No voy a entrar en lo absurdo de términos como clasismo o estatismo aquí porque no es mi propósito. Mi propósito es señalar que, a pesar de que la lucha revolucionaria puede tener el efecto “terapéutico” de romper las limitaciones sociales y abrir la mente a nuevas formas de pensar y de sentir que hacen a una más inteligente y apasionada, esto es precisamente porque no es una terapia, la cual se centraría en la debilidad de una, sino que es un proyecto autodeterminado de rebelión que surge de la fuerza y voluntad de una misma.

La libertad pertenece al individuo –este es un principio anarqusita básico– y como tal reside en la responsabilidad individual de una misma y la libre asociación con otras. Por lo tanto, no puede haber ningún compromiso ni deudas, sólo elecciones de cómo actuar. Abordar terapéuticamente los problemas sociales es todo lo contrario de esto… porque se basa en la idea de que estamos paralizadas en vez de encadenadas, de que somos débiles en vez de que estamos oprimidas, así se impone una interdependencia obligatoria, una mutua incapacidad, más que un intercambio de fuerzas y capacidades. Esto se parece mucho a la manera oficial de tratar estos problemas. Y no es de extrañar. Es la naturaleza de la debilidad someterse. Si todas asumimos nuestra debilidad como algo propio –una debilidad que nos ha sido infectada por las diversas enfermedades sociales– entonces vamos a seguir alimentando una forma sumisa de interactuar con el mundo, siempre dispuestas a aceptar la culpabilidad, a pedir disculpas, a retractarse de lo que hemos dicho o hecho. Esto es lo contrario de la responsabilidad, que actúa conscientemente, con la seguridad de crear una proyección hacia la vida, preparada para asumir las consecuencias de las decisiones propias –aunque sea al margen de la ley–.

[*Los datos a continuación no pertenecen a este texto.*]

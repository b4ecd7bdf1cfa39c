use clap::CommandFactory;
use clap_complete::{Shell, generate_to};
use std::fs;
use std::io;
use std::path::PathBuf;

#[path = "src/cli.rs"]
#[allow(dead_code)]
mod cli;

fn main() -> io::Result<()> {
    println!("cargo:rerun-if-changed=src/cli.rs");

    let out_dir = std::env::var_os("OUT_DIR")
        .map(PathBuf::from)
        .ok_or_else(|| io::Error::other("OUT_DIR not set"))?;

    let mut cmd = cli::Cli::command();

    // Man page
    let mut buffer = Vec::new();
    clap_mangen::Man::new(cmd.clone()).render(&mut buffer)?;
    fs::write(out_dir.join("zapinstall.1"), buffer)?;

    for shell in [Shell::Bash, Shell::Zsh, Shell::Fish] {
        generate_to(shell, &mut cmd, "zapinstall", &out_dir)?;
    }

    Ok(())
}
//! Enums used as keys for setting options in functions.
use crate::{
    error::{AnalysisError, Result},
    grid::Extent,
};
use serde::Deserialize;
use strum_macros::{EnumIter, EnumString};

/// Data source of a station record, used to pick the seed when merging duplicates.
///
/// Ranks order from worst to best, so `SourceRank::Mcdw` is the greatest.
#[derive(Debug, Clone, Copy, PartialEq, Eq, Hash, PartialOrd, Ord, EnumIter, EnumString)]
pub enum SourceRank {
    /// No source information.
    #[strum(serialize = "UNKNOWN")]
    Unknown,
    /// Summary of the day.
    #[strum(serialize = "SUMOFDAY")]
    SumOfDay,
    /// US Historical Climate Network.
    #[strum(serialize = "USHCN2")]
    Ushcn2,
    /// Monthly Climatic Data for the World.
    #[strum(serialize = "MCDW")]
    Mcdw,
}

impl Default for SourceRank {
    fn default() -> Self {
        SourceRank::Unknown
    }
}

/// Which of the two series for a cell is used when building boxes.
#[derive(Debug, Clone, Copy, PartialEq, Eq, Hash)]
pub enum LandMask {
    /// Use the series gridded from land stations.
    Land,
    /// Use the ocean series.
    Ocean,
}

impl LandMask {
    /// Convert a land weight into a mask. Only 1 (land) and 0 (ocean) are supported, blending
    /// the two is not.
    pub fn from_weight(weight: f64, cell: &Extent) -> Result<Self> {
        if weight == 1.0 {
            Ok(LandMask::Land)
        } else if weight == 0.0 {
            Ok(LandMask::Ocean)
        } else {
            Err(AnalysisError::PartialLandMask {
                cell: cell.to_string(),
                weight,
            })
        }
    }
}

/// How the global mean is produced in the annual summary.
#[derive(Debug, Clone, Copy, PartialEq, Eq, Deserialize)]
#[serde(rename_all = "lowercase")]
pub enum AlternateGlobal {
    /// Keep the global zone from the hierarchical combination.
    Hierarchical,
    /// Blend zones 24N-90N, 24S-24N (twice) and 90S-24S.
    Tropics,
    /// Blend zones 24N-90N, Equ-24N, 24S-Equ and 90S-24S.
    Bands,
}

impl Default for AlternateGlobal {
    fn default() -> Self {
        AlternateGlobal::Bands
    }
}
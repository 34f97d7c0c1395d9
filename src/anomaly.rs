//! Monthly anomalies, and the seasonal route from monthly to annual values.
use crate::{
    series::{MonthKey, Series},
    utility::valid_mean,
};
use itertools::Itertools;
use optional::Optioned;
use std::collections::BTreeMap;

/// An inclusive span of years used as the climatological base for anomalies.
#[derive(Debug, Clone, Copy, PartialEq, Eq, serde::Deserialize)]
#[serde(from = "(i32, i32)")]
pub struct ReferencePeriod {
    /// First year of the period.
    pub first: i32,
    /// Last year of the period, inclusive.
    pub last: i32,
}

impl ReferencePeriod {
    /// Create a new reference period.
    #[inline]
    pub fn new(first: i32, last: i32) -> Self {
        ReferencePeriod { first, last }
    }

    /// Whether `year` falls inside the period.
    #[inline]
    pub fn contains(&self, year: i32) -> bool {
        year >= self.first && year <= self.last
    }
}

impl From<(i32, i32)> for ReferencePeriod {
    fn from((first, last): (i32, i32)) -> Self {
        ReferencePeriod { first, last }
    }
}

/// The calendar months making up each season, December belongs to the following year's winter.
pub const SEASONS: [[usize; 3]; 4] = [[11, 0, 1], [2, 3, 4], [5, 6, 7], [8, 9, 10]];

/// Climatological means and the resulting anomalies of a monthly series.
#[derive(Debug, Clone, Default)]
pub struct MonthlyAnomalies {
    /// Mean for each calendar month, missing for a month with no data at all.
    pub means: [Optioned<f64>; 12],
    /// The series with each calendar month's mean removed.
    pub anomalies: Series,
}

/// Calculate monthly anomalies by subtracting from every valid value the mean for its calendar
/// month.
///
/// The mean for a calendar month is taken over the years in `reference`. If that month has no
/// valid data inside the period, or no period is given, the mean is taken over the whole series.
pub fn monthly_anomalies(data: &Series, reference: Option<ReferencePeriod>) -> MonthlyAnomalies {
    let mut result = MonthlyAnomalies::default();

    for month in 0..12 {
        let vals: Vec<(MonthKey, f64)> = data.valid_in_month(month).collect();
        if vals.is_empty() {
            continue;
        }

        let in_period: Vec<f64> = vals
            .iter()
            .filter(|(k, _)| reference.map(|r| r.contains(k.year())).unwrap_or(true))
            .map(|&(_, v)| v)
            .collect();

        let mean = if in_period.is_empty() {
            // Fall back to the entire period
            vals.iter().map(|&(_, v)| v).sum::<f64>() / vals.len() as f64
        } else {
            in_period.iter().sum::<f64>() / in_period.len() as f64
        };

        result.means[month] = Optioned::from(mean);
        result
            .anomalies
            .extend(vals.into_iter().map(|(k, v)| (k, v - mean)));
    }

    result
}

/// Turn a series into anomalies relative to monthly means over `reference`. See
/// [`monthly_anomalies`] for the fallback rules. The input is not changed.
///
/// # Examples
///
/// ```rust
/// use temperature_analysis::{anomalize, MonthKey, ReferencePeriod, Series};
///
/// let jan = |y| MonthKey::new(y, 1).unwrap();
/// let data: Series = vec![(jan(1950), 1.0), (jan(1951), 3.0), (jan(1990), 5.0)]
///     .into_iter()
///     .collect();
///
/// let anoms = anomalize(&data, Some(ReferencePeriod::new(1950, 1951)));
/// assert_eq!(anoms.get(&jan(1950)).unpack(), -1.0);
/// assert_eq!(anoms.get(&jan(1990)).unpack(), 3.0);
/// ```
#[inline]
pub fn anomalize(data: &Series, reference: Option<ReferencePeriod>) -> Series {
    monthly_anomalies(data, reference).anomalies
}

/// Seasonal climatology and seasonal anomalies, in the order of [`SEASONS`].
#[derive(Debug, Clone, Default)]
pub struct SeasonalAnomalies {
    /// Mean for each season, requires two valid monthly means.
    pub means: [Optioned<f64>; 4],
    /// Anomaly for each season keyed by meteorological year, requires two valid months.
    pub anomalies: [BTreeMap<i32, f64>; 4],
}

/// Average monthly means into seasonal means and monthly anomalies into seasonal anomalies.
pub fn seasonal_anomalies(monthly: &MonthlyAnomalies) -> SeasonalAnomalies {
    let mut result = SeasonalAnomalies::default();

    for (season, months) in SEASONS.iter().enumerate() {
        // Need at least two valid months for a valid season.
        result.means[season] = valid_mean(months.iter().map(|&m| monthly.means[m]), 2);

        let groups = monthly
            .anomalies
            .valid()
            .filter(|(k, _)| months.contains(&k.month_index()))
            .sorted_by_key(|(k, _)| (k.met_year(), *k))
            .group_by(|(k, _)| k.met_year());

        for (year, group) in &groups {
            let vals: Vec<f64> = group.map(|(_, v)| v).collect();
            if vals.len() >= 2 {
                let mean = vals.iter().sum::<f64>() / vals.len() as f64;
                result.anomalies[season].insert(year, mean);
            }
        }
    }

    result
}

/// The annual mean of a series and its annual anomalies.
#[derive(Debug, Clone, Default, PartialEq)]
pub struct AnnualAnomalies {
    /// Mean annual value, missing unless three seasonal means are valid.
    pub mean: Optioned<f64>,
    /// Annual (December to November) anomaly for each year with three valid seasons.
    pub anomalies: BTreeMap<i32, f64>,
}

/// Compute the annual mean and the annual anomalies of a monthly series.
///
/// This goes via monthly anomalies and then seasonal ones, and the thresholds at each step are
/// fixed: a season needs two of its three months and a year needs three of its four seasons.
/// Annual anomalies run from December of the previous year through November.
pub fn annual_and_seasonal(data: &Series) -> AnnualAnomalies {
    let monthly = monthly_anomalies(data, None);
    let seasonal = seasonal_anomalies(&monthly);

    let mean = valid_mean(seasonal.means.iter().copied(), 3);

    let mut anomalies = BTreeMap::new();
    let years: Vec<i32> = seasonal
        .anomalies
        .iter()
        .flat_map(|s| s.keys().copied())
        .sorted()
        .dedup()
        .collect();
    for year in years {
        let vals: Vec<f64> = seasonal
            .anomalies
            .iter()
            .filter_map(|s| s.get(&year).copied())
            .collect();
        if vals.len() >= 3 {
            anomalies.insert(year, vals.iter().sum::<f64>() / vals.len() as f64);
        }
    }

    AnnualAnomalies { mean, anomalies }
}

/// Calendar year means of a series, only for years with at least `min_months` valid months.
pub fn annual_means(data: &Series, min_months: usize) -> BTreeMap<i32, f64> {
    let mut result = BTreeMap::new();
    for (year, group) in &data.valid().group_by(|(k, _)| k.year()) {
        let vals: Vec<f64> = group.map(|(_, v)| v).collect();
        if !vals.is_empty() && vals.len() >= min_months {
            result.insert(year, vals.iter().sum::<f64>() / vals.len() as f64);
        }
    }
    result
}

#[cfg(test)]
mod test {
    use super::*;
    use crate::utility::test_tools::*;
    use optional::some;

    fn key(year: i32, month: u32) -> MonthKey {
        MonthKey::new(year, month).unwrap()
    }

    #[test]
    fn test_anomalies_over_reference_period_average_to_zero() {
        let data: Series = (1940..1990)
            .flat_map(|y| {
                (1..=12).map(move |m| {
                    let val = (y * m as i32 % 7) as f64 + 0.1 * m as f64;
                    (key(y, m), val)
                })
            })
            .collect();
        let period = ReferencePeriod::new(1951, 1980);
        let anoms = anomalize(&data, Some(period));

        for month in 0..12 {
            let vals: Vec<f64> = anoms
                .valid_in_month(month)
                .filter(|(k, _)| period.contains(k.year()))
                .map(|(_, v)| v)
                .collect();
            assert_eq!(vals.len(), 30);
            let mean = vals.iter().sum::<f64>() / vals.len() as f64;
            assert!(approx_equal(mean, 0.0, 1.0e-10));
        }
    }

    #[test]
    fn test_anomalies_fall_back_to_whole_series() {
        // March only has data outside the reference period.
        let data: Series = vec![
            (key(1900, 3), 2.0),
            (key(1901, 3), 4.0),
            (key(1960, 4), 7.0),
            (key(1900, 4), 1.0),
        ]
        .into_iter()
        .collect();

        let result = monthly_anomalies(&data, Some(ReferencePeriod::new(1951, 1980)));
        assert!(approx_equal(result.means[2].unpack(), 3.0, 1.0e-12));
        assert!(approx_equal(result.means[3].unpack(), 7.0, 1.0e-12));
        assert!(result.means[0].is_none());
        assert!(approx_equal(result.anomalies.get(&key(1900, 3)).unpack(), -1.0, 1.0e-12));
        assert!(approx_equal(result.anomalies.get(&key(1900, 4)).unpack(), -6.0, 1.0e-12));
        assert_eq!(result.anomalies.valid_count(), 4);

        // Without a period everything is averaged over the whole series.
        let result = monthly_anomalies(&data, None);
        assert!(approx_equal(result.means[3].unpack(), 4.0, 1.0e-12));
    }

    #[test]
    fn test_anomalize_does_not_touch_missing() {
        let mut data = Series::from_linear(1950, &[some(1.0); 24]);
        data.insert(key(1952, 1), optional::none::<f64>());
        let anoms = anomalize(&data, None);
        assert!(anoms.get(&key(1952, 1)).is_none());
        assert_eq!(anoms.valid_count(), 24);
    }

    #[test]
    fn test_annual_mean_of_full_years() {
        // Three complete years, every threshold is met.
        let vals: Vec<f64> = (0..36).map(|i| ((i * 37) % 11) as f64 - 3.0).collect();
        let data = Series::from_linear(
            1960,
            &vals.iter().map(|&v| some(v)).collect::<Vec<_>>(),
        );

        let annual = annual_and_seasonal(&data);
        let simple = vals.iter().sum::<f64>() / 36.0;
        assert!(approx_equal(annual.mean.unpack(), simple, 1.0e-10));
    }

    #[test]
    fn test_december_belongs_to_next_year() {
        // A constant series except for a warm December 1960.
        let mut data = Series::from_linear(1960, &[some(0.0); 36]);
        data.insert(key(1960, 12), 12.0);

        let annual = annual_and_seasonal(&data);
        // 1960 has no December of 1959, so winter 1960 is Jan + Feb only.
        assert!(annual.anomalies.contains_key(&1960));
        assert!(annual.anomalies.contains_key(&1961));
        // The warm month lifts 1961 and not 1960.
        assert!(annual.anomalies[&1961] > annual.anomalies[&1960]);
        // Winter 1963 would only be December 1962, not enough for a season, and the other
        // seasons do not exist, so there is no 1963.
        assert!(!annual.anomalies.contains_key(&1963));
    }

    #[test]
    fn test_season_needs_two_months() {
        // Only January and April to June in one year.
        let data: Series = vec![
            (key(1970, 1), 1.0),
            (key(1970, 4), 1.0),
            (key(1970, 5), 1.0),
            (key(1970, 6), 1.0),
        ]
        .into_iter()
        .collect();

        let annual = annual_and_seasonal(&data);
        // Winter has one month, spring two, summer one and autumn none.
        assert!(annual.mean.is_none());
        assert!(annual.anomalies.is_empty());
    }

    #[test]
    fn test_annual_means() {
        let mut data = Series::from_linear(2000, &[some(1.0); 12]);
        data.extend((1..=5).map(|m| (key(2001, m), 3.0)));
        let means = annual_means(&data, 6);
        assert_eq!(means.len(), 1);
        assert!(approx_equal(means[&2000], 1.0, 1.0e-12));
        assert_eq!(annual_means(&data, 5).len(), 2);
    }
}
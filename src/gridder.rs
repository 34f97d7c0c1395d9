//! Combining station records onto the cells of a grid.
//!
//! Every station within the gridding radius of a cell's centre contributes to it, weighted by
//! its distance from the centre. Stations are considered longest record first so the longest
//! record seeds the cell.
use crate::{
    anomaly::{anomalize, ReferencePeriod},
    combine::combine,
    config::Parameters,
    error::Result,
    grid::{arc_degrees, incircle, Extent, Partition, Region},
    record::StationRecord,
    series::{Series, Weights},
};
use log::{debug, info};
use optional::{none, some, Optioned};

/// The combined anomaly series of a single cell.
#[derive(Debug, Clone)]
pub struct CellRecord {
    /// Where the cell is.
    pub extent: Extent,
    /// Monthly anomalies.
    pub series: Series,
    /// Summed station weights behind each month.
    pub weights: Weights,
    /// Number of stations that contributed.
    pub stations: usize,
    /// Number of station months considered, including those of the seed station.
    pub station_months: usize,
    /// Distance (km) from the centre to the nearest contributing station, missing for an empty
    /// cell.
    pub distance: Optioned<f64>,
}

impl CellRecord {
    /// A cell with no data.
    pub fn empty(extent: Extent) -> Self {
        CellRecord {
            extent,
            series: Series::new(),
            weights: Weights::new(),
            stations: 0,
            station_months: 0,
            distance: none(),
        }
    }

    /// Number of valid months.
    #[inline]
    pub fn good_count(&self) -> usize {
        self.series.valid_count()
    }
}

/// Grids station records.
#[derive(Debug, Clone, Copy)]
pub struct Gridder {
    radius: f64,
    arc: f64,
    min_overlap: usize,
    reference: ReferencePeriod,
}

impl Gridder {
    /// Create a gridder from the gridding parameters.
    pub fn new(params: &Parameters) -> Self {
        Gridder {
            radius: params.gridding_radius,
            arc: params.gridding_arc(),
            min_overlap: params.gridding_min_overlap,
            reference: params.gridding_reference_period,
        }
    }

    /// Grid `stations` onto every cell of `partition`, producing cells in partition order.
    ///
    /// Regions are gridded one at a time as the iterator is advanced.
    pub fn grid<'g, P>(
        &'g self,
        stations: &'g [StationRecord],
        partition: &P,
    ) -> impl Iterator<Item = Result<CellRecord>> + 'g
    where
        P: Partition + ?Sized,
    {
        partition
            .regions()
            .into_iter()
            .flat_map(move |region| match self.grid_region(stations, &region) {
                Ok(cells) => cells.into_iter().map(Ok).collect::<Vec<_>>(),
                Err(err) => vec![Err(err)],
            })
    }

    /// Grid regions in parallel. The cells come back in the same order as from
    /// [`grid`](Gridder::grid).
    #[cfg(feature = "parallel")]
    pub fn grid_par<P>(
        &self,
        stations: &[StationRecord],
        partition: &P,
    ) -> Result<Vec<CellRecord>>
    where
        P: Partition + ?Sized,
    {
        use rayon::prelude::*;

        let regions = partition.regions();
        let cells: Vec<Vec<CellRecord>> = regions
            .par_iter()
            .map(|region| self.grid_region(stations, region))
            .collect::<Result<_>>()?;

        Ok(cells.into_iter().flatten().collect())
    }

    /// Grid the cells of one region.
    pub fn grid_region(
        &self,
        stations: &[StationRecord],
        region: &Region,
    ) -> Result<Vec<CellRecord>> {
        let area = region.extent.search_area(arc_degrees(self.arc));

        let mut candidates: Vec<&StationRecord> = stations
            .iter()
            .filter(|rec| {
                let (lat, lon) = rec.station().location();
                area.contains(lat, lon)
            })
            .collect();
        // Longest first, ties to the smallest uid.
        candidates.sort_by(|a, b| {
            b.good_count()
                .cmp(&a.good_count())
                .then_with(|| a.uid().cmp(b.uid()))
        });

        let mut cells = Vec::with_capacity(region.cells.len());
        let mut empty = 0;
        for extent in &region.cells {
            let cell = self.grid_cell(&candidates, *extent)?;
            if cell.stations == 0 {
                empty += 1;
            }
            cells.push(cell);
        }

        let ext = &region.extent;
        info!(
            "Region ({:+03.0}/{:+03.0} S/N {:+04.0}/{:+04.0} W/E): {} empty cell{}.",
            ext.south,
            ext.north,
            ext.west,
            ext.east,
            empty,
            if empty == 1 { "" } else { "s" }
        );

        Ok(cells)
    }

    fn grid_cell(&self, candidates: &[&StationRecord], extent: Extent) -> Result<CellRecord> {
        let centre = extent.centre();
        let contributors: Vec<(&StationRecord, f64)> = candidates
            .iter()
            .filter_map(|rec| {
                incircle(self.arc, centre, rec.station().location()).map(|wt| (*rec, wt))
            })
            .collect();

        let (&(seed, seed_wt), rest) = match contributors.split_first() {
            Some(split) => split,
            None => return Ok(CellRecord::empty(extent)),
        };

        let mut series = seed.series().clone();
        let mut weights = Weights::uniform(&series, seed_wt);
        let mut stations = 1;
        let mut station_months = seed.good_count();
        let mut max_weight = seed_wt;
        let mut contributed = vec![(seed.uid(), seed_wt)];

        for &(rec, wt) in rest {
            let months =
                combine(&mut series, &mut weights, rec.series(), wt, self.min_overlap)?.total();
            station_months += months;
            if months == 0 {
                contributed.push((rec.uid(), 0.0));
                continue;
            }
            stations += 1;
            contributed.push((rec.uid(), wt));
            max_weight = max_weight.max(wt);
        }

        debug!("{} stations {:?}", extent, contributed);

        Ok(CellRecord {
            extent,
            series: anomalize(&series, Some(self.reference)),
            weights,
            stations,
            station_months,
            distance: some(self.radius * (1.0 - max_weight)),
        })
    }
}

#[cfg(test)]
mod test {
    use super::*;
    use crate::{
        grid::EqualAreaGrid,
        test_data::station_record_at,
        utility::test_tools::*,
    };

    struct OneBox(Extent);

    impl Partition for OneBox {
        fn regions(&self) -> Vec<Region> {
            vec![Region {
                extent: self.0,
                cells: vec![self.0],
            }]
        }
    }

    fn params(min_overlap: usize) -> Parameters {
        Parameters {
            gridding_min_overlap: min_overlap,
            ..Parameters::default()
        }
    }

    #[test]
    fn test_empty_cell() {
        let gridder = Gridder::new(&Parameters::default());
        let part = OneBox(Extent::new(0.0, 10.0, 0.0, 10.0));
        let far = station_record_at("10000000000", (60.0, 100.0), 1950, 1990, 0.0);

        let cells: Vec<CellRecord> = gridder
            .grid(&[far], &part)
            .collect::<Result<Vec<_>>>()
            .unwrap();
        assert_eq!(cells.len(), 1);
        assert_eq!(cells[0].stations, 0);
        assert_eq!(cells[0].station_months, 0);
        assert!(cells[0].series.is_empty());
        assert!(cells[0].distance.is_none());
    }

    #[test]
    fn test_longest_station_seeds_cell() {
        let gridder = Gridder::new(&params(20));
        let extent = Extent::new(0.0, 10.0, 0.0, 10.0);
        let (lat, lon) = extent.centre();

        let short = station_record_at("20000000000", (lat, lon), 1960, 1970, 0.0);
        let long = station_record_at("30000000000", (lat + 1.0, lon), 1950, 1990, 0.0);

        let cells = gridder
            .grid_region(
                &[short.clone(), long.clone()],
                &Region {
                    extent,
                    cells: vec![extent],
                },
            )
            .unwrap();
        let cell = &cells[0];

        // The short record only overlaps 11 years, fewer than the 20 needed, so it does not
        // contribute but its months are still counted.
        assert_eq!(cell.stations, 1);
        assert_eq!(cell.station_months, long.good_count());
        let wt = incircle(gridder.arc, (lat, lon), (lat + 1.0, lon)).unwrap();
        let expected = gridder.radius * (1.0 - wt);
        assert!(approx_equal(cell.distance.unpack(), expected, 1.0e-9));
    }

    #[test]
    fn test_cells_in_partition_order() {
        let gridder = Gridder::new(&Parameters::default());
        let grid = EqualAreaGrid::new();
        let regions = grid.regions();
        let first = regions[0].cells[0].centre();
        let last = regions[79].cells[99].centre();

        let stations = vec![
            station_record_at("40000000000", first, 1950, 1990, 0.0),
            station_record_at("50000000000", last, 1950, 1990, 0.0),
        ];

        let cells: Vec<CellRecord> = gridder
            .grid(&stations, &grid)
            .collect::<Result<Vec<_>>>()
            .unwrap();
        assert_eq!(cells.len(), 8000);
        assert_eq!(cells[0].stations, 1);
        assert!(approx_equal(cells[0].distance.unpack(), 0.0, 1.0e-6));
        assert_eq!(cells[7999].stations, 1);
        assert_eq!(cells[4000].stations, 0);
    }
}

En el contexto de diez mil años de opresión institucional, a diez mil años de que clases dominantes y las estructuras que apoyan su poder hayan determinado las condiciones de nuestra existencia, lo que necesitamos no es una terapia, sino una revuelta de una fuerte convicción destinada a desarrollar un proyecto revolucionario que pueda destruir esta sociedad y sus instituciones.